"İnsan bazen ruhen çok yara alır, evet her şeyde dik durur ama o dik duruşun altında nasıl yara alan bir ruh olduğunu hiç kimse hiçbir zaman bilemez. O kişi dik duruşunun altında yatan yaralı ruhunu hiç kimseye göstermez. O yaralarını kendi kapatmaya çalışır. Hiç kimseye o yaralı ruhunu göstermez ki insanlar ona karşı kullanmasın o yaraları."

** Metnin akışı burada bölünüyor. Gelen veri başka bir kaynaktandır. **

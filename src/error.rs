//! Error handling module for the order pipeline
//!
//! This module defines the crate-level error type. Each layer (validation,
//! store, event log) has its own error enum; they all convert into [`Error`]
//! at the point where they leave their layer.

use thiserror::Error;

/// Result type alias for order pipeline operations
pub type Result<T> = std::result::Result<T, Error>;

/// Main error type for the order pipeline
#[derive(Error, Debug)]
pub enum Error {
    /// Configuration errors
    #[error("Configuration error: {0}")]
    Config(String),

    /// Database connection or query errors
    #[error("Database error: {0}")]
    Database(String),

    /// Kafka related errors
    #[error("Kafka error: {0}")]
    Kafka(String),

    /// Validation errors for incoming data
    #[error("Validation error: {0}")]
    Validation(String),

    /// Serialization/deserialization errors
    #[error("Serialization error: {0}")]
    Serialization(#[from] serde_json::Error),

    /// IO errors
    #[error("IO error: {0}")]
    Io(#[from] std::io::Error),

    /// Generic internal errors
    #[error("Internal error: {0}")]
    Internal(String),

    /// Timeout errors
    #[error("Operation timed out: {0}")]
    Timeout(String),
}

impl Error {
    /// Create a configuration error
    pub fn config<S: Into<String>>(msg: S) -> Self {
        Error::Config(msg.into())
    }

    /// Create a database error
    pub fn database<S: Into<String>>(msg: S) -> Self {
        Error::Database(msg.into())
    }

    /// Create a Kafka error
    pub fn kafka<S: Into<String>>(msg: S) -> Self {
        Error::Kafka(msg.into())
    }

    /// Create a validation error
    pub fn validation<S: Into<String>>(msg: S) -> Self {
        Error::Validation(msg.into())
    }

    /// Create an internal error
    pub fn internal<S: Into<String>>(msg: S) -> Self {
        Error::Internal(msg.into())
    }

    /// Check if this error is retryable
    pub fn is_retryable(&self) -> bool {
        matches!(
            self,
            Error::Database(_) | Error::Kafka(_) | Error::Timeout(_)
        )
    }

    /// Short machine-readable name, used as a structured log field
    pub fn error_type(&self) -> &'static str {
        match self {
            Error::Config(_) => "configuration_error",
            Error::Database(_) => "database_error",
            Error::Kafka(_) => "kafka_error",
            Error::Validation(_) => "validation_error",
            Error::Serialization(_) => "serialization_error",
            Error::Io(_) => "io_error",
            Error::Internal(_) => "internal_error",
            Error::Timeout(_) => "timeout",
        }
    }
}

/// Convert from anyhow::Error to our Error type
impl From<anyhow::Error> for Error {
    fn from(err: anyhow::Error) -> Self {
        Error::Internal(format!("{:#}", err))
    }
}

/// Convert from envconfig::Error to our Error type
impl From<envconfig::Error> for Error {
    fn from(err: envconfig::Error) -> Self {
        Error::Config(err.to_string())
    }
}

Aklımda olan düşünceleri defterime not ediyordum. Sabah erken kalkmış yarım kalan kitabımı okumaya devam etmiştim. Yine güçlü kadın karakterin olduğu bir kitaptı, kitabı bitirdikten sonra aklıma bu satırlar gelmişti ve defterime not etmeden duramamıştım.
Dün partiden biraz geç gelmiştik, yorgunluktan hemen üstümü değiştirip uyumuştum. Akşam geç uyumama rağmen sabah erken kalkmıştım. Defterime not aldıktan sonra kitaplığa geri koydum. Telefonumu elime alıp yatağa oturdum, telefona gelen mesajları kontrol ederken Murat'ın "Günaydın." mesajını gördüm. Sabahın bu saatinde uyanık mıydı? "Günaydın." diye yazdıktan bir iki dakika sonra "Bu saatte ne oldu da uyanıksın?" diye cevap verdi.
"Erken uyandım öyle, sen neden uyanıksın?"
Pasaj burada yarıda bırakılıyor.